Thousands of international nurses pass every year. In 2024, over 23,000 internationally educated candidates earned their licenses. The path is absolutely possible.

The question isn't whether you can pass. The question is whether you're preparing in a way that addresses your specific challenges.

What Actually Helps (Based on the Data)

After analyzing all of this, here's what I think matters most for international nurses:

1. Focus on clinical judgment, not memorization.

The NCLEX isn't testing whether you know facts. It's testing whether you can think like a nurse. Can you prioritize? Can you delegate? Can you recognize when a patient is deteriorating?

This is the biggest gap for most international nurses. If your training emphasized following orders and completing tasks, you need to actively practice autonomous decision-making.

2. Master American pharmacology naming.

This is especially critical for Indian nurses, but it matters for everyone. You need to know American drug names cold. Generic names, not brand names. Acetaminophen, not Tylenol. This is non-negotiable.

3. Practice in the actual test format.

The NCLEX is a marathon. Five hours. Computer adaptive testing. Case studies. Select all that apply.

You need to practice in conditions that mirror the real exam. Not just answering questions, but answering them timed, on a computer, for hours at a time. Build that stamina.

4. Understand American healthcare context.

HIPAA. Patient rights. Scope of practice for LPNs vs. RNs vs. UAPs. American isolation precautions. American lab value ranges.

Some of this is different from what you learned. You need to know the American way because that's what the NCLEX tests.

5. Give yourself enough time.

U.S.-educated nurses might be fine with 4-6 weeks of prep. International nurses often need longer. 8-12 weeks, sometimes more for countries with lower baseline pass rates.

Don't rush it. One extra month of preparation is better than paying $200 to retake the exam.

The Resources That Actually Address These Gaps

I built Your Nursing Space specifically because I saw these gaps and wanted to help fill them.
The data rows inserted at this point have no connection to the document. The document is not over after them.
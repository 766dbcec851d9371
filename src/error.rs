//! Error handling for the inference endpoint.
//!
//! Every failure while serving `/predict` becomes an HTTP 500 carrying a
//! `{"detail": ...}` body; nothing partial is ever returned.

use actix_web::error::BlockingError;
use actix_web::http::StatusCode;
use actix_web::{HttpResponse, ResponseError};
use serde_json::json;
use thiserror::Error;

use crate::inference::ModelError;
use crate::schema::SchemaError;

pub type PredictResult<T> = Result<T, PredictError>;

#[derive(Debug, Error)]
pub enum PredictError {
    #[error("invalid request body: {0}")]
    Payload(String),

    #[error(transparent)]
    Schema(#[from] SchemaError),

    #[error("model error: {0}")]
    Model(#[from] ModelError),

    #[error("inference worker failed")]
    Blocking(#[from] BlockingError),
}

impl PredictError {
    /// Message returned to the caller. Model internals stay in the log.
    pub fn detail(&self) -> String {
        match self {
            PredictError::Payload(_) | PredictError::Schema(_) => self.to_string(),
            PredictError::Model(_) | PredictError::Blocking(_) => "Prediction failed".to_string(),
        }
    }
}

impl ResponseError for PredictError {
    fn status_code(&self) -> StatusCode {
        StatusCode::INTERNAL_SERVER_ERROR
    }

    fn error_response(&self) -> HttpResponse {
        log::error!("Prediction error: {}", self);
        HttpResponse::build(self.status_code()).json(json!({ "detail": self.detail() }))
    }
}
Our NCLEX FastTrack™ All-in-One Bundle includes everything international nurses need:

  • 40 video lectures focused on clinical judgment (not just content review)
  • 3,000+ CAT-style practice questions with detailed rationales
  • Customizable study planners for 4, 6, 8, 10, or 12-week timelines
  • The crash courses and notes that complement our free YouTube content

For nurses struggling specifically with pharmacology, which is a huge issue for Indian nurses especially, our Pharmacology Mastery Notes covers 65+ pages of drug classes using American naming conventions.

And if you need extensive practice (which most international nurses do), our 3,000+ Question Bank gives you realistic NGN-style questions with rationales that explain the "why" behind correct answers.

What's Coming in 2026

One more thing you should know: the NCLEX is getting harder, not easier.

The Next Generation NCLEX format (introduced in 2023) is continuing to evolve. The emphasis on clinical judgment is increasing. More case studies. More complex scenarios. More questions that require you to think through multi-step problems.

For international nurses, this means the clinical judgment gap becomes even more important to address. Memorization will help you less and less. Critical thinking will matter more and more.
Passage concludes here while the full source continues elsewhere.